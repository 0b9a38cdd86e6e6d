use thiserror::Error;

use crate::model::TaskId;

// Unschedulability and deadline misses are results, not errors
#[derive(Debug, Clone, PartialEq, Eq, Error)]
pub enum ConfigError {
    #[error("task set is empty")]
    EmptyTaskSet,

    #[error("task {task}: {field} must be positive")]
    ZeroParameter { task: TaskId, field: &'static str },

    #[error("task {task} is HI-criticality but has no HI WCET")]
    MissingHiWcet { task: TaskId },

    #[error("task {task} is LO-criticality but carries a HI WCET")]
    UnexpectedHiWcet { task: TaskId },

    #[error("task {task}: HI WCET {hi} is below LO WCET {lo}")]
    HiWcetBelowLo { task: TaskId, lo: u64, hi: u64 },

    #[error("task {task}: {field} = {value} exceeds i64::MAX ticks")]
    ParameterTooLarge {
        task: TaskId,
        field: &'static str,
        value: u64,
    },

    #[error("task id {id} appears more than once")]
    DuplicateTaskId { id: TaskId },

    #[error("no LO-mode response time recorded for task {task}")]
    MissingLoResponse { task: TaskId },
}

• **WHAT THE EXERCISE ASKS**
The full set of records above is to be printed again verbatim.

• **EXPECTED OUTPUT**
repository 0b9a38cdd86e6e6d
use thiserror::Error;

use crate::model::TaskId;

// Unschedulability and deadline misses are results, not errors
#[derive(Debug, Clone, PartialEq, Eq, Error)]
pub enum ConfigError {
    #[error("task set is empty")]
    EmptyTaskSet,

    #[error("task {task}: {field} must be positive")]
    ZeroParameter { task: TaskId, field: &'static str },

    #[error("task {task} is HI-criticality but has no HI WCET")]
    MissingHiWcet { task: TaskId },

    #[error("task {task} is LO-criticality but carries a HI WCET")]
    UnexpectedHiWcet { task: TaskId },

    #[error("task {task}: HI WCET {hi} is below LO WCET {lo}")]
    HiWcetBelowLo { task: TaskId, lo: u64, hi: u64 },

    #[error("task {task}: {field} = {value} exceeds i64::MAX ticks")]
    ParameterTooLarge {
        task: TaskId,
        field: &'static str,
        value: u64,
    },

    #[error("task id {id} appears more than once")]
    DuplicateTaskId { id: TaskId },

    #[error("no LO-mode response time recorded for task {task}")]
    MissingLoResponse { task: TaskId },
}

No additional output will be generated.